_Activity_: Among the records, find the lines that hold the string "GroupId" and return them.

[Records from a data source]
↓
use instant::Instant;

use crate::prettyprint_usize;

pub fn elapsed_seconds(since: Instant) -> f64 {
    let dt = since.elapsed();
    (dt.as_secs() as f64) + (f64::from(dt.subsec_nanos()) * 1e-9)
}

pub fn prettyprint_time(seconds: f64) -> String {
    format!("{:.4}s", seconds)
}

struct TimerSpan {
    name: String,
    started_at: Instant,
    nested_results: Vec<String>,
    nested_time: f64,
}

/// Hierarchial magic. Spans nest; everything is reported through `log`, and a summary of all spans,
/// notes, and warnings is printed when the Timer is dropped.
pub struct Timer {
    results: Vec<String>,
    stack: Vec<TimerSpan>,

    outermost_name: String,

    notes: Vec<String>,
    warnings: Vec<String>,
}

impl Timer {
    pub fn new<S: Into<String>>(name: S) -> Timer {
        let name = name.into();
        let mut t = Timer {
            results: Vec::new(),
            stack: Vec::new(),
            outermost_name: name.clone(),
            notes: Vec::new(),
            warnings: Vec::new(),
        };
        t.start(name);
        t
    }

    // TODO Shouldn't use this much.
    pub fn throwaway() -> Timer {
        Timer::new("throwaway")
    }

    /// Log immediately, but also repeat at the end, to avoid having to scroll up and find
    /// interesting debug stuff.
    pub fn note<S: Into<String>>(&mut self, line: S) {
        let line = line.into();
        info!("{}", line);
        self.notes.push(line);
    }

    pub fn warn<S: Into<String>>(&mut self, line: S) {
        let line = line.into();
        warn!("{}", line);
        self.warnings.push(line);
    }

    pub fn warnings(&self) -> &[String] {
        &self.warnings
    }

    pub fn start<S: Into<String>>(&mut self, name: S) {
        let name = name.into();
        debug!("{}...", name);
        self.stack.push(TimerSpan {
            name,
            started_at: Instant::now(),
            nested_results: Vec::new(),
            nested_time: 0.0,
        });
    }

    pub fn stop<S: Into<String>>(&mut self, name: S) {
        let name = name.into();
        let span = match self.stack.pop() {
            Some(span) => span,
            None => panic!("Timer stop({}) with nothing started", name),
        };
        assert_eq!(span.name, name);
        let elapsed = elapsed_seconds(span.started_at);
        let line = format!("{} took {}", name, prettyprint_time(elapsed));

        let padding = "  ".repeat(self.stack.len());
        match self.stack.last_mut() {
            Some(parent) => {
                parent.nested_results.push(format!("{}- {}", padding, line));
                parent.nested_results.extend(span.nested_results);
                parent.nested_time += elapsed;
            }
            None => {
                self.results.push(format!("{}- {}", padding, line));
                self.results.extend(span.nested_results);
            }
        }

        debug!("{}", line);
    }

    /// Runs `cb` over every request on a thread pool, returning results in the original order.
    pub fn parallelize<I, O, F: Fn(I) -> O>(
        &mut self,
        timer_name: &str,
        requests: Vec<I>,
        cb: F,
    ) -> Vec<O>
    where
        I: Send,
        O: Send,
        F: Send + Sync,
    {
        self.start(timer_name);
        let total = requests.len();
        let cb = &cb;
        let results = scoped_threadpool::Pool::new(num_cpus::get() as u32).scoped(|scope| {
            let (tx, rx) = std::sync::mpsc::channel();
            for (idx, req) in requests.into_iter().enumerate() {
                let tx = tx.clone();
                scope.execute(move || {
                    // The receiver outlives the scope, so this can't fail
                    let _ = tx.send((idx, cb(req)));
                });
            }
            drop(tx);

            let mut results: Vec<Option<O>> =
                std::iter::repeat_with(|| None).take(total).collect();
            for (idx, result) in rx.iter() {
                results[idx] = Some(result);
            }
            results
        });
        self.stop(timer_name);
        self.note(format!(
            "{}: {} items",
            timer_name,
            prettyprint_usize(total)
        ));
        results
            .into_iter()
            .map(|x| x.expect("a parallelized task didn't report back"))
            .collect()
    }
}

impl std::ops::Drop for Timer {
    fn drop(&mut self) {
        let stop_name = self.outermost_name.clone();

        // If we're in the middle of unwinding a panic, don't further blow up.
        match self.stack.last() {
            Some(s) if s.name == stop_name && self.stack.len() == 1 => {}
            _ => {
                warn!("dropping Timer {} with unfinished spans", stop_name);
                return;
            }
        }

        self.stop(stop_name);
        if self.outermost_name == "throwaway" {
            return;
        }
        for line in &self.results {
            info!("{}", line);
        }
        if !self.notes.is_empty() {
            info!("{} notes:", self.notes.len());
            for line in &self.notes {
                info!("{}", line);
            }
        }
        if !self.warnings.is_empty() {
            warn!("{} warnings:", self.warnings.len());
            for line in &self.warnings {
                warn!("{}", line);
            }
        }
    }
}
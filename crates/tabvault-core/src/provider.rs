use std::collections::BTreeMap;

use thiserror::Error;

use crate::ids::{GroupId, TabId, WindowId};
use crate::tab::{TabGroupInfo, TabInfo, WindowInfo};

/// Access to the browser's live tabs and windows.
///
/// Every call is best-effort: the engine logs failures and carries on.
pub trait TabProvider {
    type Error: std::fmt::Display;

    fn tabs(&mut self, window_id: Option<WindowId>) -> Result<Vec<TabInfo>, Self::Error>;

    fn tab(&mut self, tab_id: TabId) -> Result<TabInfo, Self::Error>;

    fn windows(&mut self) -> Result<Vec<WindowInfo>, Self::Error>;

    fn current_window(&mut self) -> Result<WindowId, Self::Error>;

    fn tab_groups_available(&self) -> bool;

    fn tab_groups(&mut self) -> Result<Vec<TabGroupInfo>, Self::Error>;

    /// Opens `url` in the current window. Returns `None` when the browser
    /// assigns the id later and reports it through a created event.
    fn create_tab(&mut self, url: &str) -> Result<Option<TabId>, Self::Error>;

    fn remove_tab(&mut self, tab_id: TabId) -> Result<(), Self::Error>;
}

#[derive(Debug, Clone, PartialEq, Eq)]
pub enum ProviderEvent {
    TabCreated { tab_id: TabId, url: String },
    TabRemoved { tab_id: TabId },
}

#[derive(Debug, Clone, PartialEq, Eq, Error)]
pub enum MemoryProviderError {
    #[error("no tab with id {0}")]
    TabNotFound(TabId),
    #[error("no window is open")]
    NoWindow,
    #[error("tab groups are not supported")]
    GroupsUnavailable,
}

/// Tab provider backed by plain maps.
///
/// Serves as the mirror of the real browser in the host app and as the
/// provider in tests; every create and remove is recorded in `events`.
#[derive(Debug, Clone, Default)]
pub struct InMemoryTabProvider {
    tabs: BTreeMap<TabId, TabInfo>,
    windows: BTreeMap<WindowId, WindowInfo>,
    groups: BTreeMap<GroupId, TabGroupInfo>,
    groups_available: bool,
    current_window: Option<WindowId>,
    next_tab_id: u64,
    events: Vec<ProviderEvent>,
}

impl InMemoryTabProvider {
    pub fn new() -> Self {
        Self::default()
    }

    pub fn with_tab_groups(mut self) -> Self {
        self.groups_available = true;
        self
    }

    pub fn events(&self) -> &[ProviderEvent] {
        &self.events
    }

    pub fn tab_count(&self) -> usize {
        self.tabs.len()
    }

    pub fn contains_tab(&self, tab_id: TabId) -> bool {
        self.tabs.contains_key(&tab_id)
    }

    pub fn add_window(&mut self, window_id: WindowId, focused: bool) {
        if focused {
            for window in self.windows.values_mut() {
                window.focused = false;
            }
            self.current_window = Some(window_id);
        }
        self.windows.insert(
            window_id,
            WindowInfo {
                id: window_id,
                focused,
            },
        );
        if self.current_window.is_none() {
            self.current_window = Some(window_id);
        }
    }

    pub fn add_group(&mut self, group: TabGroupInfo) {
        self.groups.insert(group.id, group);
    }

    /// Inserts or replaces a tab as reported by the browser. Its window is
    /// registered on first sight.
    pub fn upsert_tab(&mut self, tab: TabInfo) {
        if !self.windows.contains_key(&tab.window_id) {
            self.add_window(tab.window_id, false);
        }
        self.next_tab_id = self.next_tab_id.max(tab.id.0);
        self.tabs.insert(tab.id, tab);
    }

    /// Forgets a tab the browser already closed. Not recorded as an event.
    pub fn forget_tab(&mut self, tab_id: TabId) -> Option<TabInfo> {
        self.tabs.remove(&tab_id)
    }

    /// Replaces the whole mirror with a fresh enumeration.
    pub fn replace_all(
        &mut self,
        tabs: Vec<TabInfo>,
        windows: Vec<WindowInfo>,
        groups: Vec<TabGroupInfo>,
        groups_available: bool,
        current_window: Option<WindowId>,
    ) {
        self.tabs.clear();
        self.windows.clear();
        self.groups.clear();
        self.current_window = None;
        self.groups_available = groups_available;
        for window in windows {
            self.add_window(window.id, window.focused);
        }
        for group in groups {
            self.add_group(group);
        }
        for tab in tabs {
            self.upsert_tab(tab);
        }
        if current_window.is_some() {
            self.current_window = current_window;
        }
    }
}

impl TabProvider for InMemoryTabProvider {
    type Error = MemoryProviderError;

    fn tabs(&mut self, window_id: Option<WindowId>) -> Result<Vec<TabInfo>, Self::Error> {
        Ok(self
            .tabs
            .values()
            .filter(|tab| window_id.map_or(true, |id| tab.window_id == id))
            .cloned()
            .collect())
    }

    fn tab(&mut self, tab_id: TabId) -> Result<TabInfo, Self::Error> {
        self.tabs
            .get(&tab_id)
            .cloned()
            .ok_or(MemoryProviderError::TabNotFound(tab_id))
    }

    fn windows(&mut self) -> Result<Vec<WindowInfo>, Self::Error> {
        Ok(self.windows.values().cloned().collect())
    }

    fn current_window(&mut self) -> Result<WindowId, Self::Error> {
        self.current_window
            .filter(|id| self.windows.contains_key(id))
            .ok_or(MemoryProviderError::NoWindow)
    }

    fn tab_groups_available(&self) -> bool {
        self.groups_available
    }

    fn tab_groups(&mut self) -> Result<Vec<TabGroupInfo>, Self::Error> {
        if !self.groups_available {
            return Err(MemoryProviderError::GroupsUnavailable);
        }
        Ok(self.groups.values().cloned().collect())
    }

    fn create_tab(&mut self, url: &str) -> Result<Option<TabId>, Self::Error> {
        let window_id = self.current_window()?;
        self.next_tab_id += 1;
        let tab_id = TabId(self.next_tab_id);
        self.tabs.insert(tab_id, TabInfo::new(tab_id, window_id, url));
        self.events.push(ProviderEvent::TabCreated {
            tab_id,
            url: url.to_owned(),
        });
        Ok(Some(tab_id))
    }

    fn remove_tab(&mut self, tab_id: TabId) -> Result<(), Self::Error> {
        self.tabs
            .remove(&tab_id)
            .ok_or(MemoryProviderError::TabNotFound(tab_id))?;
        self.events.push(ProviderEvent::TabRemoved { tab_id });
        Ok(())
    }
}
↑
_Completed exercise_:
use crate::ids::{GroupId, TabId, WindowId};
    groups: BTreeMap<GroupId, TabGroupInfo>,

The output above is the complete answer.